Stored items

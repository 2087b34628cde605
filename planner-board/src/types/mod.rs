//! Core types for the board engine

mod board;
mod ids;

pub use board::{Card, Column, Positioned};
pub use ids::{BoardId, CardId, ColumnId};
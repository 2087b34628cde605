//! The board server contract

use crate::error::Result;
use async_trait::async_trait;
use planner_board::{BoardId, Card, CardId, Column, ColumnId, SyncCall};
use serde::{Deserialize, Serialize};

/// Body of `PUT /cards/reorder` and `PUT /lists/reorder`
#[derive(Debug, Clone, PartialEq, Eq, Serialize, Deserialize)]
#[serde(rename_all = "camelCase")]
pub struct OrderedIds<T> {
    pub ordered_ids: Vec<T>,
}

/// Body of `PUT /cards/{id}` when moving a card
#[derive(Debug, Clone, PartialEq, Eq, Serialize, Deserialize)]
pub struct AssignColumn {
    #[serde(rename = "listId")]
    pub column_id: ColumnId,
}

/// Body of `POST /lists`
#[derive(Debug, Clone, PartialEq, Eq, Serialize, Deserialize)]
#[serde(rename_all = "camelCase")]
pub struct NewColumn {
    pub title: String,
    pub board_id: BoardId,
}

/// Body of `POST /cards`
#[derive(Debug, Clone, PartialEq, Eq, Serialize, Deserialize)]
#[serde(rename_all = "camelCase")]
pub struct NewCard {
    pub title: String,
    #[serde(rename = "listId")]
    pub column_id: ColumnId,
    pub board_id: BoardId,
}

/// Server operations used by the board.
///
/// Reorder calls are idempotent: each sets `position = index` for exactly
/// the named ids and leaves everything else alone.
#[async_trait]
pub trait BoardApi: Send + Sync {
    /// `PUT /cards/{id}` with `{ listId }`
    async fn assign_column(&self, card: &CardId, column: &ColumnId) -> Result<Card>;

    /// `PUT /cards/reorder`
    async fn reorder_cards(&self, ordered_ids: &[CardId]) -> Result<()>;

    /// `PUT /lists/reorder`
    async fn reorder_columns(&self, ordered_ids: &[ColumnId]) -> Result<()>;

    /// `GET /lists/{boardId}`, sorted by position
    async fn fetch_columns(&self, board: &BoardId) -> Result<Vec<Column>>;

    /// `GET /cards/{boardId}`, sorted by position
    async fn fetch_cards(&self, board: &BoardId) -> Result<Vec<Card>>;

    /// `POST /lists`
    async fn create_column(&self, column: &NewColumn) -> Result<Column>;

    /// `POST /cards`
    async fn create_card(&self, card: &NewCard) -> Result<Card>;

    /// `DELETE /lists/{id}`
    async fn delete_column(&self, column: &ColumnId) -> Result<()>;

    /// `DELETE /cards/{id}`
    async fn delete_card(&self, card: &CardId) -> Result<()>;

    /// Execute one planned call
    async fn execute(&self, call: &SyncCall) -> Result<()> {
        match call {
            SyncCall::AssignColumn { card, column } => {
                self.assign_column(card, column).await?;
            }
            SyncCall::ReorderCards { ordered_ids, .. } => self.reorder_cards(ordered_ids).await?,
            SyncCall::ReorderColumns { ordered_ids, .. } => {
                self.reorder_columns(ordered_ids).await?
            }
        }
        Ok(())
    }
}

What you have to do: Once you have read the records above, output each of them verbatim.

Problem solution:
repository 2087b34628cde605
filename planner-board/src/types/mod.rs
//! Core types for the board engine

mod board;
mod ids;

pub use board::{Card, Column, Positioned};
pub use ids::{BoardId, CardId, ColumnId};
repository 2087b34628cde605
//! The board server contract

use crate::error::Result;
use async_trait::async_trait;
use planner_board::{BoardId, Card, CardId, Column, ColumnId, SyncCall};
use serde::{Deserialize, Serialize};

/// Body of `PUT /cards/reorder` and `PUT /lists/reorder`
#[derive(Debug, Clone, PartialEq, Eq, Serialize, Deserialize)]
#[serde(rename_all = "camelCase")]
pub struct OrderedIds<T> {
    pub ordered_ids: Vec<T>,
}

/// Body of `PUT /cards/{id}` when moving a card
#[derive(Debug, Clone, PartialEq, Eq, Serialize, Deserialize)]
pub struct AssignColumn {
    #[serde(rename = "listId")]
    pub column_id: ColumnId,
}

/// Body of `POST /lists`
#[derive(Debug, Clone, PartialEq, Eq, Serialize, Deserialize)]
#[serde(rename_all = "camelCase")]
pub struct NewColumn {
    pub title: String,
    pub board_id: BoardId,
}

/// Body of `POST /cards`
#[derive(Debug, Clone, PartialEq, Eq, Serialize, Deserialize)]
#[serde(rename_all = "camelCase")]
pub struct NewCard {
    pub title: String,
    #[serde(rename = "listId")]
    pub column_id: ColumnId,
    pub board_id: BoardId,
}

/// Server operations used by the board.
///
/// Reorder calls are idempotent: each sets `position = index` for exactly
/// the named ids and leaves everything else alone.
#[async_trait]
pub trait BoardApi: Send + Sync {
    /// `PUT /cards/{id}` with `{ listId }`
    async fn assign_column(&self, card: &CardId, column: &ColumnId) -> Result<Card>;

    /// `PUT /cards/reorder`
    async fn reorder_cards(&self, ordered_ids: &[CardId]) -> Result<()>;

    /// `PUT /lists/reorder`
    async fn reorder_columns(&self, ordered_ids: &[ColumnId]) -> Result<()>;

    /// `GET /lists/{boardId}`, sorted by position
    async fn fetch_columns(&self, board: &BoardId) -> Result<Vec<Column>>;

    /// `GET /cards/{boardId}`, sorted by position
    async fn fetch_cards(&self, board: &BoardId) -> Result<Vec<Card>>;

    /// `POST /lists`
    async fn create_column(&self, column: &NewColumn) -> Result<Column>;

    /// `POST /cards`
    async fn create_card(&self, card: &NewCard) -> Result<Card>;

    /// `DELETE /lists/{id}`
    async fn delete_column(&self, column: &ColumnId) -> Result<()>;

    /// `DELETE /cards/{id}`
    async fn delete_card(&self, card: &CardId) -> Result<()>;

    /// Execute one planned call
    async fn execute(&self, call: &SyncCall) -> Result<()> {
        match call {
            SyncCall::AssignColumn { card, column } => {
                self.assign_column(card, column).await?;
            }
            SyncCall::ReorderCards { ordered_ids, .. } => self.reorder_cards(ordered_ids).await?,
            SyncCall::ReorderColumns { ordered_ids, .. } => {
                self.reorder_columns(ordered_ids).await?
            }
        }
        Ok(())
    }
}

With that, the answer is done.